14,622 jobseekers were registered at the national job agency Adem in November--a year-on-year decrease of 4%--and 12,226 openings were advertised on the platform at the same time, Statec reported on 20 December too. According to Statec, some sectors may however continue to see a slowdown in employment. Among these are the construction, hospitality, services and ICT sectors, though the service industry remains among the biggest recruiters, alongside the social action, health, public service, education and financial sectors.
The average wage cost are showing signs of slowdown too: during the third trimester it grew by only 4.5% compared to 6.9% during the first part of the year and 7.8% during Q2.
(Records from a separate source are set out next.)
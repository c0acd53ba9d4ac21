//! Form decoding shared by the echo endpoints.
//!
//! Collects fields from the url-encoded or multipart body followed by the
//! query string, and files from multipart bodies.
//!
//! Bodies are buffered through axum's extractors so an overflow of the
//! listener's body limit stays a 413 instead of becoming a fault.

use std::collections::BTreeMap;

use axum::body::Bytes;
use axum::extract::multipart::MultipartError;
use axum::extract::multipart::MultipartRejection;
use axum::extract::rejection::BytesRejection;
use axum::extract::{FromRequest, Multipart, Request};
use axum::http::{header, StatusCode};
use axum::response::{IntoResponse, Response};
use thiserror::Error;

use crate::http::fault::Fault;

const URL_ENCODED: &str = "application/x-www-form-urlencoded";
const MULTIPART: &str = "multipart/form-data";

/// Failure reading a request body or form.
///
/// Body-limit overflows answer 413; everything else is a controlled fault.
#[derive(Debug, Error)]
pub enum FormError {
    #[error(transparent)]
    Body(#[from] BytesRejection),

    #[error(transparent)]
    Multipart(#[from] MultipartRejection),

    #[error(transparent)]
    Field(#[from] MultipartError),

    #[error("no such file")]
    NoSuchFile,
}

impl FormError {
    pub fn status(&self) -> StatusCode {
        match self {
            FormError::Body(rejection) => rejection.status(),
            FormError::Multipart(rejection) => rejection.status(),
            FormError::Field(err) => err.status(),
            FormError::NoSuchFile => StatusCode::INTERNAL_SERVER_ERROR,
        }
    }
}

impl IntoResponse for FormError {
    fn into_response(self) -> Response {
        match self.status() {
            StatusCode::PAYLOAD_TOO_LARGE => {
                (StatusCode::PAYLOAD_TOO_LARGE, self.to_string()).into_response()
            }
            _ => Fault::controlled(self).into_response(),
        }
    }
}

/// Decoded request form.
#[derive(Debug, Default)]
pub struct Form {
    values: BTreeMap<String, Vec<String>>,
    files: BTreeMap<String, Bytes>,
}

impl Form {
    /// Decode the body (if it is a form) and the query string.
    pub async fn read(request: Request) -> Result<Self, FormError> {
        let mut form = Form::default();
        let query = request.uri().query().map(str::to_owned);
        let content_type = request
            .headers()
            .get(header::CONTENT_TYPE)
            .and_then(|v| v.to_str().ok())
            .unwrap_or_default()
            .to_ascii_lowercase();

        if content_type.starts_with(URL_ENCODED) {
            let body = Bytes::from_request(request, &()).await?;
            form.extend_encoded(&body);
        } else if content_type.starts_with(MULTIPART) {
            let mut multipart = Multipart::from_request(request, &()).await?;
            while let Some(field) = multipart.next_field().await? {
                let Some(name) = field.name().map(str::to_owned) else {
                    continue;
                };
                if field.file_name().is_some() {
                    form.files.insert(name, field.bytes().await?);
                } else {
                    let text = field.text().await?;
                    form.values.entry(name).or_default().push(text);
                }
            }
        }

        if let Some(query) = query {
            form.extend_encoded(query.as_bytes());
        }

        Ok(form)
    }

    fn extend_encoded(&mut self, input: &[u8]) {
        for (name, value) in url::form_urlencoded::parse(input) {
            self.values
                .entry(name.into_owned())
                .or_default()
                .push(value.into_owned());
        }
    }

    /// First value of a field, or the empty string.
    pub fn value(&self, name: &str) -> &str {
        self.values
            .get(name)
            .and_then(|values| values.first())
            .map(String::as_str)
            .unwrap_or_default()
    }

    /// Contents of an uploaded file field.
    pub fn file(&self, name: &str) -> Option<&Bytes> {
        self.files.get(name)
    }

    /// Re-encode every field as `application/x-www-form-urlencoded`, sorted by name.
    pub fn encode(&self) -> String {
        let mut out = url::form_urlencoded::Serializer::new(String::new());
        for (name, values) in &self.values {
            for value in values {
                out.append_pair(name, value);
            }
        }
        out.finish()
    }
}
Inflation shows signs of slowing down
Fossil fuel prices have also become more attractive again for Luxembourg’s Belgian neighbours--whose fuel discount have now been dropped--though France still offers more attractive prices at the pump. The grand duchy saw a 10% decrease in sales of fossil fuels over the first 11 months of 2022. In January 2023, the three countries should display similar prices, which should lead the grand duchy’s sales to go up again.
Meanwhile, inflation in the grand duchy has started displaying the first signs of a downturn--going below 6% to 5.9% in November 2022--this is mainly thanks to the reduction of fossil fuel prices at the end of the year. However, on the bright side, if the trend is confirmed by the US over the next few months, this could “contribute to reducing imported prices in the eurozone and therefore would further slow down inflation in Luxembourg,” says Statec.
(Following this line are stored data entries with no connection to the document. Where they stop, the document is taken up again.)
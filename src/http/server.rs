//! HTTP listener lifecycle.
//!
//! # Responsibilities
//! - Wrap the application routes with the recovery boundary and request IDs
//! - Bind the configured address and serve connections
//! - Stop accepting on request, drain in-flight requests, report `Stopped`
//!
//! # States
//! ```text
//! Created ──run()──▶ Running ──stop()──▶ Stopping ──drained──▶ Stopped
//!    │                                                            ▲
//!    └──────────────────────── bind failure ──────────────────────┘
//! ```
//!
//! # Design Decisions
//! - `stop()` is idempotent; every caller returns after the single `Stopped`
//!   transition
//! - A `stop()` issued before `run()` is kept pending and honoured right after
//!   the bind, so shutdown never races startup
//! - No forced cancellation: drain time is bounded only by the handlers
//! - `listener.max_body_bytes` is the only body limit; axum's own default is
//!   disabled so extractors report the listener's limit as 413

use std::net::SocketAddr;
use std::sync::atomic::{AtomicBool, Ordering};
use std::sync::OnceLock;

use axum::extract::DefaultBodyLimit;
use axum::{middleware, Router};
use thiserror::Error;
use tokio::net::TcpListener;
use tokio::sync::watch;
use tower::ServiceBuilder;
use tower_http::limit::RequestBodyLimitLayer;
use tower_http::request_id::{PropagateRequestIdLayer, SetRequestIdLayer};

use crate::config::ListenerConfig;
use crate::http::inflight::InFlight;
use crate::http::recovery::recover;
use crate::http::request::UuidRequestId;

/// Listener lifecycle state.
#[derive(Debug, Clone, Copy, PartialEq, Eq)]
pub enum ServerState {
    Created,
    Running,
    Stopping,
    Stopped,
}

/// Error type for listener operations.
#[derive(Debug, Error)]
pub enum ServerError {
    #[error("invalid bind address `{address}`: {source}")]
    InvalidAddress {
        address: String,
        #[source]
        source: std::net::AddrParseError,
    },

    #[error("failed to bind {address}: {source}")]
    Bind {
        address: SocketAddr,
        #[source]
        source: std::io::Error,
    },

    #[error("listener failed while serving: {0}")]
    Serve(#[source] std::io::Error),

    #[error("listener already started")]
    AlreadyStarted,

    #[error("listener never reached the running state")]
    NotRunning,

    #[error("listener failed while draining: {0}")]
    Drain(String),
}

impl ServerError {
    /// True for failures that happen before the listener accepts anything.
    pub fn is_startup(&self) -> bool {
        matches!(
            self,
            ServerError::InvalidAddress { .. } | ServerError::Bind { .. }
        )
    }
}

/// The supervised HTTP listener.
///
/// Shared behind an `Arc`: one task calls [`run`](Self::run), any number of
/// tasks may call [`stop`](Self::stop).
pub struct HttpServer {
    config: ListenerConfig,
    app: Router,
    in_flight: InFlight,
    started: AtomicBool,
    stop_requested: watch::Sender<bool>,
    state: watch::Sender<ServerState>,
    local_addr: OnceLock<SocketAddr>,
    drain_failure: OnceLock<String>,
}

impl HttpServer {
    /// Create a listener serving `routes`. Every route is wrapped by the
    /// recovery middleware.
    pub fn new(config: ListenerConfig, routes: Router) -> Self {
        let in_flight = InFlight::new();
        let app = Self::build_router(&config, routes, in_flight.clone());
        let (state, _) = watch::channel(ServerState::Created);
        let (stop_requested, _) = watch::channel(false);

        Self {
            config,
            app,
            in_flight,
            started: AtomicBool::new(false),
            stop_requested,
            state,
            local_addr: OnceLock::new(),
            drain_failure: OnceLock::new(),
        }
    }

    /// Wrap the routes with all middleware layers, outermost first.
    fn build_router(config: &ListenerConfig, routes: Router, in_flight: InFlight) -> Router {
        routes.layer(
            ServiceBuilder::new()
                .layer(SetRequestIdLayer::x_request_id(UuidRequestId))
                .layer(PropagateRequestIdLayer::x_request_id())
                .layer(middleware::from_fn_with_state(in_flight, recover))
                .layer(DefaultBodyLimit::disable())
                .layer(RequestBodyLimitLayer::new(config.max_body_bytes)),
        )
    }

    /// Bind and serve until stopped.
    ///
    /// Returns `Ok(())` after a clean stop, or the bind/transport failure.
    pub async fn run(&self) -> Result<(), ServerError> {
        if self.started.swap(true, Ordering::SeqCst) {
            return Err(ServerError::AlreadyStarted);
        }

        // Reached however `run` ends, including a panic or a dropped future.
        let _stopped = StoppedOnExit(&self.state);

        let (listener, addr) = self.bind().await?;
        let _ = self.local_addr.set(addr);

        self.state.send_modify(|state| {
            *state = if *self.stop_requested.borrow() {
                ServerState::Stopping
            } else {
                ServerState::Running
            };
        });
        tracing::info!(address = %addr, "Listener running");

        let app = self
            .app
            .clone()
            .into_make_service_with_connect_info::<SocketAddr>();
        let mut stop_rx = self.stop_requested.subscribe();

        let result = axum::serve(listener, app)
            .with_graceful_shutdown(async move {
                let _ = stop_rx.wait_for(|stop| *stop).await;
            })
            .await;

        if let Err(e) = &result {
            if *self.stop_requested.borrow() {
                let _ = self.drain_failure.set(e.to_string());
            }
        }

        tracing::info!(address = %addr, "Listener stopped");

        result.map_err(ServerError::Serve)
    }

    async fn bind(&self) -> Result<(TcpListener, SocketAddr), ServerError> {
        let addr: SocketAddr =
            self.config
                .bind_address
                .parse()
                .map_err(|source| ServerError::InvalidAddress {
                    address: self.config.bind_address.clone(),
                    source,
                })?;

        let listener = TcpListener::bind(addr)
            .await
            .map_err(|source| ServerError::Bind { address: addr, source })?;

        let local_addr = listener
            .local_addr()
            .map_err(|source| ServerError::Bind { address: addr, source })?;

        Ok((listener, local_addr))
    }

    /// Stop accepting, let in-flight requests finish, wait for `Stopped`.
    ///
    /// Safe to call concurrently and repeatedly. Called before `run`, the
    /// request stays pending until `run` has bound the listener.
    pub async fn stop(&self) -> Result<(), ServerError> {
        let already_requested = self.stop_requested.send_replace(true);

        let transitioned = self.state.send_if_modified(|state| {
            if *state == ServerState::Running {
                *state = ServerState::Stopping;
                true
            } else {
                false
            }
        });

        if transitioned {
            tracing::info!(
                in_flight = self.in_flight.count(),
                "Listener stopping, draining in-flight requests"
            );
        } else if !already_requested && self.state() == ServerState::Created {
            tracing::debug!("Stop requested before the listener started");
        }

        let mut state = self.state.subscribe();
        state
            .wait_for(|state| *state == ServerState::Stopped)
            .await
            .map_err(|_| ServerError::NotRunning)?;

        match self.drain_failure.get() {
            Some(message) => Err(ServerError::Drain(message.clone())),
            None => Ok(()),
        }
    }

    /// Wait until `run` has bound the listener and return its address.
    pub async fn wait_until_running(&self) -> Result<SocketAddr, ServerError> {
        let mut state = self.state.subscribe();
        state
            .wait_for(|state| *state != ServerState::Created)
            .await
            .map_err(|_| ServerError::NotRunning)?;

        self.local_addr().ok_or(ServerError::NotRunning)
    }

    pub fn state(&self) -> ServerState {
        *self.state.borrow()
    }

    /// Address the listener is bound to, once running.
    pub fn local_addr(&self) -> Option<SocketAddr> {
        self.local_addr.get().copied()
    }

    /// The routes wrapped with the full middleware stack.
    pub fn app(&self) -> &Router {
        &self.app
    }

    pub fn in_flight(&self) -> &InFlight {
        &self.in_flight
    }

    pub fn config(&self) -> &ListenerConfig {
        &self.config
    }
}

/// Publishes `Stopped` when dropped.
struct StoppedOnExit<'a>(&'a watch::Sender<ServerState>);

impl Drop for StoppedOnExit<'_> {
    fn drop(&mut self) {
        self.0.send_replace(ServerState::Stopped);
    }
}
GDP and interest rates to increase
EU inflation is expected to continue to rise in 2023--by 6.3% rather than the previously expected 5.5%--meaning that central banks are planning on contributing to increase rates several times before it can be said that inflation is going down on the long term. Policy rates could also remain higher than 3% for longer than expected.
Luxembourg’s GDP showed growth during Q3 (+1.1%) in contrast with the eurozone, but this is mainly thanks to the financial sector (+2.6%), and therefore “an isolated phenomenon” that is unlikely to continue into the final quarter of the year as predictions remain uncertain and rather pessimistic.